目前擔任中國民用航空飛行學院航空安全首席教授的周允基,在榮休前是香港理工大學建筑科學及消防工程講座教授。他從事火災科學研究超過40年,長期致力于建筑火災動力學、建筑材料燃燒反應動力學的建模與實驗研究,香港理工大學亦是香港乃至亞洲進行火災研究的學術重鎮(zhèn)。
周允基初步認為,從火災動力學的角度來看,宏福苑大火之所以進展如此迅猛,是由室內的“轟燃”與室外火乘風勢的“風火效應”共同作用的結果。這兩方面也是進行火災調查中的兩個層次。此外,住宅樓外立面窗戶上粘貼的發(fā)泡膠板縮短了火勢“向上跳”的時間,從而加速蔓延。至于造成大量人員傷亡的原因,除火災科學外,更牽涉到火災安全管理、救火、疏散等問題。

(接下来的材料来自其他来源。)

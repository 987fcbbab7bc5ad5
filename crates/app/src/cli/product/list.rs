use clap::Args;
use storefront_app::{
    database::{self, Db},
    domain::products::{PgProductsService, ProductsService},
};

#[derive(Debug, Args)]
pub(crate) struct ListProductsArgs {
    /// PostgreSQL connection string
    #[arg(long, env = "DATABASE_URL", hide_env_values = true)]
    database_url: String,
}

pub(crate) async fn run(args: ListProductsArgs) -> Result<(), String> {
    let pool = database::connect(&args.database_url, database::CLI_MAX_CONNECTIONS)
        .await
        .map_err(|error| format!("failed to connect to database: {error}"))?;

    let products = PgProductsService::new(Db::new(pool))
        .list_products()
        .await
        .map_err(|error| format!("failed to list products: {error}"))?;

    for product in products {
        println!(
            "{}\t{}\t{}\t{}",
            product.uuid, product.slug, product.price, product.name
        );
    }

    Ok(())
}
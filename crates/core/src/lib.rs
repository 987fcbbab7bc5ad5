//! Storefront
//!
//! Domain logic for a small online store: the shopping cart, checkout validation
//! and the staff-facing order line-item editor. Everything here is pure; storage
//! and transport live in the application crates.

pub mod cart;
pub mod checkout;
pub mod currency;
pub mod editor;
pub mod orders;
pub mod prelude;
pub mod pricing;
pub mod products;
pub mod uuids;
//! Product Responses

use salvo::oapi::ToSchema;
use serde::{Deserialize, Serialize};
use storefront::currency::StoreCurrency;
use uuid::Uuid;

use storefront_app::domain::products::models::Product;

#[derive(Debug, Serialize, Deserialize, ToSchema)]
pub(crate) struct ProductResponse {
    /// The unique identifier of the product
    pub uuid: Uuid,

    /// Display name
    pub name: String,

    /// URL slug
    pub slug: String,

    /// Image paths, the first is the primary image
    pub images: Vec<String>,

    /// Unit price as a decimal string
    pub price: String,

    /// Unit price formatted in the store currency
    pub formatted_price: String,

    pub in_stock: bool,
    pub is_featured: bool,
    pub on_sale: bool,

    /// The date and time the product was created
    pub created_at: String,

    /// The date and time the product was last updated
    pub updated_at: String,
}

impl ProductResponse {
    pub(crate) fn new(product: Product, currency: StoreCurrency) -> Self {
        ProductResponse {
            uuid: product.uuid.into(),
            formatted_price: currency.format(product.price),
            price: product.price.to_string(),
            name: product.name,
            slug: product.slug,
            images: product.images,
            in_stock: product.in_stock,
            is_featured: product.is_featured,
            on_sale: product.on_sale,
            created_at: product.created_at.to_string(),
            updated_at: product.updated_at.to_string(),
        }
    }
}
//! Products

use std::{collections::HashMap, hash::BuildHasher};

use rust_decimal::Decimal;
use rustc_hash::FxHashMap;

use crate::uuids::TypedUuid;

/// Product UUID
pub type ProductUuid = TypedUuid<CatalogProduct>;

/// Current unit prices keyed by product.
pub type PriceTable = FxHashMap<ProductUuid, Decimal>;

/// The subset of a product a cart needs when a line is first created.
#[derive(Debug, Clone, PartialEq, Eq)]
pub struct CatalogProduct {
    /// Product identifier
    pub uuid: ProductUuid,

    /// Display name
    pub name: String,

    /// First product image, if the product has any
    pub image: Option<String>,

    /// Current unit price
    pub price: Decimal,
}

/// Resolves the current unit price of a product.
pub trait PriceLookup {
    /// Returns the current price, or `None` when the product is unknown.
    fn unit_price(&self, product: ProductUuid) -> Option<Decimal>;
}

impl<S: BuildHasher> PriceLookup for HashMap<ProductUuid, Decimal, S> {
    fn unit_price(&self, product: ProductUuid) -> Option<Decimal> {
        self.get(&product).copied()
    }
}

impl PriceLookup for [CatalogProduct] {
    fn unit_price(&self, product: ProductUuid) -> Option<Decimal> {
        self.iter()
            .find(|candidate| candidate.uuid == product)
            .map(|candidate| candidate.price)
    }
}

impl CatalogProduct {
    /// Build a price table from a list of products.
    pub fn price_table<'a>(products: impl IntoIterator<Item = &'a CatalogProduct>) -> PriceTable {
        products
            .into_iter()
            .map(|product| (product.uuid, product.price))
            .collect()
    }
}
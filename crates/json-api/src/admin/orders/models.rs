//! Admin Order Line-Item Models

use salvo::oapi::ToSchema;
use serde::{Deserialize, Serialize};
use storefront::editor::LineItemRow;
use uuid::Uuid;

use storefront_app::domain::editor::RecomputedItems;

/// One edited row as submitted by the order form.
///
/// Amounts are always derived from the catalog, so only the product and
/// quantity are accepted.
#[derive(Debug, Serialize, Deserialize, ToSchema)]
pub(crate) struct LineItemRowRequest {
    /// Selected product, if any
    #[serde(default)]
    pub product_uuid: Option<Uuid>,

    /// Units, at least one
    #[serde(default = "default_quantity")]
    pub quantity: u32,
}

const fn default_quantity() -> u32 {
    1
}

impl From<LineItemRowRequest> for LineItemRow {
    fn from(request: LineItemRowRequest) -> Self {
        LineItemRow {
            product: request.product_uuid.map(Into::into),
            quantity: request.quantity,
            ..LineItemRow::default()
        }
    }
}

#[derive(Debug, Serialize, Deserialize, ToSchema)]
pub(crate) struct LineItemsRequest {
    /// Rows in display order
    pub rows: Vec<LineItemRowRequest>,
}

impl LineItemsRequest {
    pub(crate) fn into_rows(self) -> Vec<LineItemRow> {
        self.rows.into_iter().map(Into::into).collect()
    }
}

#[derive(Debug, Serialize, Deserialize, ToSchema)]
pub(crate) struct LineItemRowResponse {
    pub product_uuid: Option<Uuid>,
    pub quantity: u32,

    /// Current catalog price, zero when no known product is selected
    pub unit_amount: String,

    pub total_amount: String,
}

impl From<LineItemRow> for LineItemRowResponse {
    fn from(row: LineItemRow) -> Self {
        LineItemRowResponse {
            product_uuid: row.product.map(Into::into),
            quantity: row.quantity,
            unit_amount: row.unit_amount.to_string(),
            total_amount: row.total_amount.to_string(),
        }
    }
}

/// Re-priced rows with their grand total.
#[derive(Debug, Serialize, Deserialize, ToSchema)]
pub(crate) struct RecomputedItemsResponse {
    pub rows: Vec<LineItemRowResponse>,
    pub grand_total: String,
    pub formatted_grand_total: String,
}

impl From<RecomputedItems> for RecomputedItemsResponse {
    fn from(items: RecomputedItems) -> Self {
        RecomputedItemsResponse {
            rows: items.rows.into_iter().map(Into::into).collect(),
            grand_total: items.grand_total.to_string(),
            formatted_grand_total: items.formatted_grand_total,
        }
    }
}
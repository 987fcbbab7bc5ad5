//! Products Repository

use jiff_sqlx::Timestamp as SqlxTimestamp;
use rust_decimal::Decimal;
use sqlx::{FromRow, Postgres, Row, Transaction, postgres::PgRow, query_as};
use storefront::products::PriceTable;
use uuid::Uuid;

use crate::domain::products::models::{NewProduct, Product, ProductUuid};

const LIST_PRODUCTS_SQL: &str = include_str!("sql/list_products.sql");
const GET_PRODUCT_SQL: &str = include_str!("sql/get_product.sql");
const CREATE_PRODUCT_SQL: &str = include_str!("sql/create_product.sql");
const FIND_PRICES_SQL: &str = include_str!("sql/find_prices.sql");

#[derive(Debug, Clone, Default)]
pub(crate) struct PgProductsRepository;

impl PgProductsRepository {
    #[must_use]
    pub(crate) fn new() -> Self {
        Self
    }

    pub(crate) async fn list_products(
        &self,
        tx: &mut Transaction<'_, Postgres>,
    ) -> Result<Vec<Product>, sqlx::Error> {
        query_as::<Postgres, Product>(LIST_PRODUCTS_SQL)
            .fetch_all(&mut **tx)
            .await
    }

    pub(crate) async fn get_product(
        &self,
        tx: &mut Transaction<'_, Postgres>,
        product: ProductUuid,
    ) -> Result<Product, sqlx::Error> {
        query_as::<Postgres, Product>(GET_PRODUCT_SQL)
            .bind(product.into_uuid())
            .fetch_one(&mut **tx)
            .await
    }

    pub(crate) async fn find_product(
        &self,
        tx: &mut Transaction<'_, Postgres>,
        product: ProductUuid,
    ) -> Result<Option<Product>, sqlx::Error> {
        query_as::<Postgres, Product>(GET_PRODUCT_SQL)
            .bind(product.into_uuid())
            .fetch_optional(&mut **tx)
            .await
    }

    pub(crate) async fn create_product(
        &self,
        tx: &mut Transaction<'_, Postgres>,
        product: &NewProduct,
    ) -> Result<Product, sqlx::Error> {
        query_as::<Postgres, Product>(CREATE_PRODUCT_SQL)
            .bind(product.uuid.into_uuid())
            .bind(&product.name)
            .bind(&product.slug)
            .bind(&product.images)
            .bind(product.price)
            .bind(product.is_active)
            .bind(product.in_stock)
            .bind(product.is_featured)
            .bind(product.on_sale)
            .fetch_one(&mut **tx)
            .await
    }

    pub(crate) async fn find_prices(
        &self,
        tx: &mut Transaction<'_, Postgres>,
        products: &[ProductUuid],
    ) -> Result<PriceTable, sqlx::Error> {
        let uuids: Vec<Uuid> = products.iter().map(|product| product.into_uuid()).collect();

        let rows: Vec<(Uuid, Decimal)> = query_as(FIND_PRICES_SQL)
            .bind(uuids)
            .fetch_all(&mut **tx)
            .await?;

        Ok(rows
            .into_iter()
            .map(|(uuid, price)| (ProductUuid::from_uuid(uuid), price))
            .collect())
    }
}

impl<'r> FromRow<'r, PgRow> for Product {
    fn from_row(row: &'r PgRow) -> sqlx::Result<Self> {
        Ok(Self {
            uuid: ProductUuid::from_uuid(row.try_get("uuid")?),
            name: row.try_get("name")?,
            slug: row.try_get("slug")?,
            images: row.try_get("images")?,
            price: row.try_get("price")?,
            is_active: row.try_get("is_active")?,
            in_stock: row.try_get("in_stock")?,
            is_featured: row.try_get("is_featured")?,
            on_sale: row.try_get("on_sale")?,
            created_at: row.try_get::<SqlxTimestamp, _>("created_at")?.to_jiff(),
            updated_at: row.try_get::<SqlxTimestamp, _>("updated_at")?.to_jiff(),
        })
    }
}
//! Order Line-Item Editor
//!
//! Rows of an order being edited by staff. Each row holds a product, a
//! quantity, and the derived unit and line amounts. The editor keeps the
//! derived values and the grand total in step as rows change.

use rust_decimal::Decimal;
use serde::{Deserialize, Serialize};
use thiserror::Error;

use crate::{
    currency::StoreCurrency,
    pricing::{PricingError, grand_total, line_total},
    products::{PriceLookup, ProductUuid},
};

/// Errors raised while editing line items.
#[derive(Debug, Error, PartialEq, Eq)]
pub enum EditorError {
    /// No row exists at the given index.
    #[error("row {0} not found")]
    RowNotFound(usize),

    /// Quantities must be at least one.
    #[error("quantity must be at least 1, got {0}")]
    InvalidQuantity(u32),

    /// A product may only appear in one row.
    #[error("product {0} is already selected in another row")]
    DuplicateProduct(ProductUuid),

    /// Amount arithmetic failed.
    #[error(transparent)]
    Pricing(#[from] PricingError),
}

/// One editable order row.
#[derive(Debug, Clone, PartialEq, Eq, Serialize, Deserialize)]
pub struct LineItemRow {
    /// Selected product, if any
    pub product: Option<ProductUuid>,

    /// Units
    pub quantity: u32,

    /// Price per unit, derived from the selected product
    pub unit_amount: Decimal,

    /// `quantity × unit_amount`
    pub total_amount: Decimal,
}

impl Default for LineItemRow {
    fn default() -> Self {
        Self {
            product: None,
            quantity: 1,
            unit_amount: Decimal::ZERO,
            total_amount: Decimal::ZERO,
        }
    }
}

/// Refresh a row's unit amount from the catalog and recompute its total.
///
/// An empty or unknown product prices at zero.
///
/// # Errors
///
/// - [`EditorError::InvalidQuantity`]: the row quantity is zero.
/// - [`EditorError::Pricing`]: the total could not be computed, or the
///   quantity or total is above its storage limit.
pub fn recompute_row<L>(row: &LineItemRow, lookup: &L) -> Result<LineItemRow, EditorError>
where
    L: PriceLookup + ?Sized,
{
    let unit_amount = row
        .product
        .and_then(|product| lookup.unit_price(product))
        .unwrap_or(Decimal::ZERO);

    priced(row.product, row.quantity, unit_amount)
}

/// Select a product on a row: take its current price and recompute the total.
///
/// # Errors
///
/// See [`recompute_row`].
pub fn select_product<L>(
    row: &LineItemRow,
    product: Option<ProductUuid>,
    lookup: &L,
) -> Result<LineItemRow, EditorError>
where
    L: PriceLookup + ?Sized,
{
    recompute_row(
        &LineItemRow {
            product,
            ..row.clone()
        },
        lookup,
    )
}

/// Change a row's quantity, keeping its unit amount.
///
/// # Errors
///
/// - [`EditorError::InvalidQuantity`]: `quantity` is zero.
/// - [`EditorError::Pricing`]: the total could not be computed, or the
///   quantity or total is above its storage limit.
pub fn change_quantity(row: &LineItemRow, quantity: u32) -> Result<LineItemRow, EditorError> {
    priced(row.product, quantity, row.unit_amount)
}

/// Sum of all row totals.
///
/// # Errors
///
/// Returns a [`PricingError`] if the sum overflows or is above the storage limit.
pub fn recompute_grand_total(rows: &[LineItemRow]) -> Result<Decimal, PricingError> {
    grand_total(rows.iter().map(|row| row.total_amount))
}

fn priced(
    product: Option<ProductUuid>,
    quantity: u32,
    unit_amount: Decimal,
) -> Result<LineItemRow, EditorError> {
    if quantity == 0 {
        return Err(EditorError::InvalidQuantity(quantity));
    }

    Ok(LineItemRow {
        product,
        quantity,
        unit_amount,
        total_amount: line_total(quantity, unit_amount)?,
    })
}

/// Stateful wrapper keeping rows and their grand total consistent.
#[derive(Debug, Clone, Default, PartialEq, Eq)]
pub struct LineItemEditor {
    rows: Vec<LineItemRow>,
    grand_total: Decimal,
}

impl LineItemEditor {
    /// Create an editor with no rows.
    #[must_use]
    pub fn new() -> Self {
        Self::default()
    }

    /// Load rows, re-pricing each from the catalog.
    ///
    /// # Errors
    ///
    /// - [`EditorError::DuplicateProduct`]: two rows select the same product.
    /// - Any error from [`recompute_row`].
    pub fn with_rows<L>(rows: Vec<LineItemRow>, lookup: &L) -> Result<Self, EditorError>
    where
        L: PriceLookup + ?Sized,
    {
        let mut editor = Self::new();

        for row in rows {
            if let Some(product) = row.product {
                editor.ensure_unselected(product, None)?;
            }

            editor.rows.push(recompute_row(&row, lookup)?);
        }

        editor.refresh_grand_total()?;

        Ok(editor)
    }

    /// Append an empty row with quantity 1 and return its index.
    pub fn push_row(&mut self) -> usize {
        self.rows.push(LineItemRow::default());

        self.rows.len() - 1
    }

    /// Remove the row at `index`.
    ///
    /// # Errors
    ///
    /// Returns [`EditorError::RowNotFound`] for an out-of-range index.
    pub fn remove_row(&mut self, index: usize) -> Result<LineItemRow, EditorError> {
        if index >= self.rows.len() {
            return Err(EditorError::RowNotFound(index));
        }

        let removed = self.rows.remove(index);

        self.refresh_grand_total()?;

        Ok(removed)
    }

    /// Select a product on the row at `index`.
    ///
    /// # Errors
    ///
    /// - [`EditorError::RowNotFound`]: out-of-range index.
    /// - [`EditorError::DuplicateProduct`]: another row already selects `product`.
    /// - Any error from [`select_product`].
    pub fn select_product<L>(
        &mut self,
        index: usize,
        product: Option<ProductUuid>,
        lookup: &L,
    ) -> Result<&LineItemRow, EditorError>
    where
        L: PriceLookup + ?Sized,
    {
        if let Some(product) = product {
            self.ensure_unselected(product, Some(index))?;
        }

        let row = self.row(index)?;
        let updated = select_product(row, product, lookup)?;

        self.replace(index, updated)
    }

    /// Change the quantity of the row at `index`.
    ///
    /// # Errors
    ///
    /// - [`EditorError::RowNotFound`]: out-of-range index.
    /// - Any error from [`change_quantity`].
    pub fn set_quantity(&mut self, index: usize, quantity: u32) -> Result<&LineItemRow, EditorError> {
        let updated = change_quantity(self.row(index)?, quantity)?;

        self.replace(index, updated)
    }

    /// The row at `index`.
    ///
    /// # Errors
    ///
    /// Returns [`EditorError::RowNotFound`] for an out-of-range index.
    pub fn row(&self, index: usize) -> Result<&LineItemRow, EditorError> {
        self.rows.get(index).ok_or(EditorError::RowNotFound(index))
    }

    /// All rows.
    pub fn rows(&self) -> &[LineItemRow] {
        &self.rows
    }

    /// Consume the editor, returning its rows.
    #[must_use]
    pub fn into_rows(self) -> Vec<LineItemRow> {
        self.rows
    }

    /// Sum of all row totals.
    pub fn grand_total(&self) -> Decimal {
        self.grand_total
    }

    /// Grand total formatted for display.
    pub fn formatted_grand_total(&self, currency: StoreCurrency) -> String {
        currency.format(self.grand_total)
    }

    fn replace(&mut self, index: usize, updated: LineItemRow) -> Result<&LineItemRow, EditorError> {
        let previous = self
            .rows
            .get_mut(index)
            .map(|slot| std::mem::replace(slot, updated))
            .ok_or(EditorError::RowNotFound(index))?;

        if let Err(error) = self.refresh_grand_total() {
            if let Some(slot) = self.rows.get_mut(index) {
                *slot = previous;
            }

            return Err(error);
        }

        self.row(index)
    }

    fn ensure_unselected(
        &self,
        product: ProductUuid,
        except: Option<usize>,
    ) -> Result<(), EditorError> {
        let taken = self
            .rows
            .iter()
            .enumerate()
            .any(|(i, row)| Some(i) != except && row.product == Some(product));

        if taken {
            return Err(EditorError::DuplicateProduct(product));
        }

        Ok(())
    }

    fn refresh_grand_total(&mut self) -> Result<(), EditorError> {
        self.grand_total = recompute_grand_total(&self.rows)?;

        Ok(())
    }
}
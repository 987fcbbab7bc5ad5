//! Checkout

pub mod errors;
pub mod service;

pub use errors::CheckoutServiceError;
pub use service::*;
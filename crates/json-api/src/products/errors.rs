//! Product Errors

use salvo::http::StatusError;
use tracing::error;

use storefront_app::domain::products::ProductsServiceError;

pub(crate) fn into_status_error(error: ProductsServiceError) -> StatusError {
    match error {
        ProductsServiceError::NotFound => StatusError::not_found().brief("Product not found"),
        ProductsServiceError::AlreadyExists
        | ProductsServiceError::InvalidReference
        | ProductsServiceError::MissingRequiredData
        | ProductsServiceError::InvalidData => {
            error!("unexpected product error: {error}");

            StatusError::internal_server_error()
        }
        ProductsServiceError::Sql(source) => {
            error!("failed to load products: {source}");

            StatusError::internal_server_error()
        }
    }
}
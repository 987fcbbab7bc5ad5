//! State

use std::sync::Arc;

use storefront::currency::StoreCurrency;
use storefront_app::context::AppContext;

use crate::cart::CartCookie;

#[derive(Clone)]
pub(crate) struct State {
    pub(crate) app: AppContext,
    pub(crate) cart_cookie: CartCookie,
    pub(crate) currency: StoreCurrency,
}

impl State {
    #[must_use]
    pub(crate) fn new(app: AppContext, cart_cookie: CartCookie, currency: StoreCurrency) -> Self {
        Self {
            app,
            cart_cookie,
            currency,
        }
    }

    #[must_use]
    pub(crate) fn from_app_context(
        app: AppContext,
        cart_cookie: CartCookie,
        currency: StoreCurrency,
    ) -> Arc<Self> {
        Arc::new(Self::new(app, cart_cookie, currency))
    }
}
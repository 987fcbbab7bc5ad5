//! Listener Config

use std::time::Duration;

use clap::Args;

/// Where the API listens and how long it drains on shutdown.
#[derive(Debug, Args)]
pub struct ServerRuntimeConfig {
    /// Interface to bind
    #[arg(short = 'H', long, env = "SERVER_HOST", default_value = "0.0.0.0")]
    pub host: String,

    /// Port to bind
    #[arg(short, long, env = "SERVER_PORT", default_value = "8698")]
    pub port: u16,

    /// Seconds in-flight requests get to finish after a stop signal
    #[arg(long, env = "SHUTDOWN_GRACE_SECS", default_value_t = 10_u64)]
    pub shutdown_grace_secs: u64,
}

impl ServerRuntimeConfig {
    #[must_use]
    pub fn socket_addr(&self) -> String {
        format!("{}:{}", self.host, self.port)
    }

    #[must_use]
    pub fn shutdown_grace(&self) -> Duration {
        Duration::from_secs(self.shutdown_grace_secs)
    }
}
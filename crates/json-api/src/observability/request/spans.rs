//! Route label helpers.

use uuid::Uuid;

/// Replace UUID path segments with `{uuid}` so metrics and spans group by route.
pub(super) fn normalise_path(path: &str) -> String {
    if path == "/" {
        return "/".to_owned();
    }

    let mut normalised = String::from("/");

    for (index, segment) in path.trim_start_matches('/').split('/').enumerate() {
        if index > 0 {
            normalised.push('/');
        }

        if Uuid::parse_str(segment).is_ok() {
            normalised.push_str("{uuid}");
        } else {
            normalised.push_str(segment);
        }
    }

    normalised
}
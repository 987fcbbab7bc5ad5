//! Carts service errors.

use storefront::cart::CartError;
use thiserror::Error;

use crate::domain::products::ProductsServiceError;

#[derive(Debug, Error)]
pub enum CartsServiceError {
    #[error(transparent)]
    Cart(#[from] CartError),

    #[error("product lookup failed")]
    Products(#[from] ProductsServiceError),
}
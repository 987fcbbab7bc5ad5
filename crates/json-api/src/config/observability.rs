//! Logging and request observability config

use clap::{Args, ValueEnum};

/// How log lines are rendered.
#[derive(Clone, Copy, Debug, PartialEq, Eq, ValueEnum)]
pub enum LogFormat {
    /// One human-readable line per event.
    Compact,

    /// One JSON object per event, with the active spans attached.
    Json,
}

#[derive(Debug, Args)]
pub struct LoggingConfig {
    /// Default filter directive when `RUST_LOG` holds no valid filter
    #[arg(short, long, env = "RUST_LOG", default_value = "info")]
    pub log_level: String,

    #[arg(long, env = "LOG_FORMAT", value_enum, default_value_t = LogFormat::Compact)]
    pub log_format: LogFormat,

    /// Include source file and line in compact log lines
    #[arg(long, env = "LOG_SOURCE_LOCATION", default_value_t = false)]
    pub log_source_location: bool,
}

/// Request-level observability settings.
#[derive(Debug, Args)]
pub struct ObservabilityConfig {
    /// Requests slower than this many milliseconds are logged as warnings
    #[arg(long, env = "SLOW_REQUEST_THRESHOLD_MS", default_value_t = 1_000_u64)]
    pub slow_request_threshold_ms: u64,
}
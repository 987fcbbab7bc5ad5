//! Test Helpers

use jiff::Timestamp;
use rust_decimal::Decimal;
use storefront::{
    checkout::CheckoutForm,
    orders::{Customer, CustomerUuid, OrderDraft},
    products::{CatalogProduct, ProductUuid},
};

use crate::domain::orders::models::{Order, OrderItem};

pub(crate) fn catalog_product(name: &str, price: i64) -> CatalogProduct {
    CatalogProduct {
        uuid: ProductUuid::new(),
        name: name.to_string(),
        image: None,
        price: Decimal::from(price),
    }
}

pub(crate) fn customer() -> Customer {
    Customer {
        uuid: CustomerUuid::new(),
        name: "Dewi".to_string(),
    }
}

pub(crate) fn checkout_form() -> CheckoutForm {
    CheckoutForm {
        first_name: "Dewi".to_string(),
        last_name: "Lestari".to_string(),
        phone: "0813111222".to_string(),
        street_address: "Jl. Asia Afrika 8".to_string(),
        city: "Bandung".to_string(),
        state: "Jawa Barat".to_string(),
        zip_code: "40111".to_string(),
        payment_method: "cod".to_string(),
    }
}

/// The order a storage layer would return after persisting `draft`.
pub(crate) fn order_from_draft(draft: OrderDraft) -> Order {
    Order {
        uuid: draft.uuid,
        customer: draft.customer,
        grand_total: draft.grand_total,
        payment_method: draft.payment_method,
        payment_status: draft.payment_status,
        status: draft.status,
        currency: draft.currency,
        shipping_amount: draft.shipping_amount,
        shipping_method: draft.shipping_method,
        notes: draft.notes,
        address: draft.address,
        items: draft
            .items
            .into_iter()
            .map(|item| OrderItem {
                uuid: item.uuid,
                product: item.product,
                quantity: item.quantity,
                unit_amount: item.unit_amount,
                total_amount: item.total_amount,
            })
            .collect(),
        created_at: Timestamp::UNIX_EPOCH,
        updated_at: Timestamp::UNIX_EPOCH,
    }
}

周允基同時提醒,現行的防火阻燃標準很難應對充電寶、平板電腦、新能源車等相關火災的新挑戰(zhàn),應在阻燃劑的要求、測試、方法和應用上進行相應調整。
以下是《知識分子》與周允基的對話,文字經過編輯和刪節(jié):
01 室內“轟燃”,室外“風火效應”
《知識分子》:您提到在27日下午4點,您通過電視畫面看到了部分公寓出現了“轟燃”的現象。怎么看待“轟燃”在這次火災過程中扮演的角色?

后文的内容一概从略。